A new study finds that painless electrical stimulation to the brain helped people perform a set of calculations faster than people who didn't receive the shocks. Not only that, the skills appeared to last long-term.

"With just five days of cognitive training and noninvasive, painless brain stimulation, we were able to bring about long-lasting improvements in cognitive and brain functions," study author Roi Cohen Kadosh, an experimental psychologist at the University of Oxford in the U.K., said in a statement.

About 20 percent of healthy children and adults struggle with arithmetic, the researchers estimate. Neurodegenerative brain conditions or strokes can also negatively impact cognitive functions required to carry out calculations.

The researchers employed a new method of electrical stimulation called transcranial random noise stimulation (TRNS), on an area of the brain responsible for arithmetic skills, the dorsolateral prefrontal cortex. A group of 25 students was divided to receive either TRNS or "sham" stimulation. The shocks were too weak for the participants to actually feel.

An example of a calculation was 32 - 17 + 5 = 20.

After five days of training, those with the TRNS shocks improved both the speed of their calculations and the memory recall of their math skills on subsequent testing, compared with the other group.

The effects persisted six months later on follow-up testing, according to the researchers.

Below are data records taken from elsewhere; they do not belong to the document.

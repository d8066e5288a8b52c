//! The closed style vocabulary.

use serde::{Deserialize, Serialize};
use std::fmt;

/// Style tag of a block or run.
///
/// Variant names match the Word template style names they are imported from,
/// except `NumberedList`, which the importer assigns from numbering properties.
#[derive(Debug, Clone, Copy, Default, PartialEq, Eq, Hash, Serialize, Deserialize)]
pub enum Style {
    /// Anything not in the vocabulary
    #[default]
    Custom,
    Title,
    Subtitle,
    Heading1,
    Heading2,
    Heading3,
    Heading4,
    SubtleEmphasis,
    Strong,
    Code,
    UIItem,
    BulletList,
    Hyperlink,
    NumberedList,
}

impl Style {
    /// Every style, in declaration order.
    pub const ALL: [Style; 14] = [
        Style::Custom,
        Style::Title,
        Style::Subtitle,
        Style::Heading1,
        Style::Heading2,
        Style::Heading3,
        Style::Heading4,
        Style::SubtleEmphasis,
        Style::Strong,
        Style::Code,
        Style::UIItem,
        Style::BulletList,
        Style::Hyperlink,
        Style::NumberedList,
    ];

    /// The style name as written in the source template.
    pub fn name(self) -> &'static str {
        match self {
            Style::Custom => "Custom",
            Style::Title => "Title",
            Style::Subtitle => "Subtitle",
            Style::Heading1 => "Heading1",
            Style::Heading2 => "Heading2",
            Style::Heading3 => "Heading3",
            Style::Heading4 => "Heading4",
            Style::SubtleEmphasis => "SubtleEmphasis",
            Style::Strong => "Strong",
            Style::Code => "Code",
            Style::UIItem => "UIItem",
            Style::BulletList => "BulletList",
            Style::Hyperlink => "Hyperlink",
            Style::NumberedList => "NumberedList",
        }
    }

    /// Heading level (1-4) or None.
    pub fn heading_level(self) -> Option<u8> {
        match self {
            Style::Heading1 => Some(1),
            Style::Heading2 => Some(2),
            Style::Heading3 => Some(3),
            Style::Heading4 => Some(4),
            _ => None,
        }
    }

    /// Check if this is one of the heading styles.
    pub fn is_heading(self) -> bool {
        self.heading_level().is_some()
    }

    /// Check if this is a bullet or numbered list style.
    pub fn is_list(self) -> bool {
        matches!(self, Style::BulletList | Style::NumberedList)
    }
}

impl fmt::Display for Style {
    fn fmt(&self, f: &mut fmt::Formatter<'_>) -> fmt::Result {
        f.write_str(self.name())
    }
}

But only 12 of the 25 students (six TRNS group, six sham) participated in the follow-up portion of the study.

"Such findings have significant implications for basic and translational neuroscience, highlighting TRNS as a viable approach to enhancing learning," wrote the researchers.

Cohen's team conducted a study in 2010 that found shocks to the brain helped five students better learn a series of symbols that they had never seen before but were told represented various numbers.

"Electrical stimulation will most likely not turn you into Albert Einstein, but if we're successful, it might be able to help some people to cope better with math," Cohen Kadosh said at the time to LiveScience.

Whether brain stimulating machines will be rolled out to classrooms remains up for debate.

"The findings are intriguing," Dr. Daniel Ansari, a cognitive neuroscientist at the University of Western Ontario in London, Canada, said to Nature. He was not involved in the research, and pointed out he doesn't find the long-term improvements impressive because only a small number of participants returned for follow-up testing.

"The training used here is highly contrived and does not resemble the way in which math skills are typically acquired," he added

Dr. Colleen Loo, a professor of psychiatry at the University of New South Wales in Australia, also was not confident in the technology's widespread use.

"If the electrodes are not correctly applied, it could cause scalp burns," Loo told HealthDay. "Also, the exact placement of the positive and negative electrodes is essential, otherwise you could create quite different brain effects, including negative effects. There is still a lot more we need to know about this technology."

The research was published May 16 in Current Biology.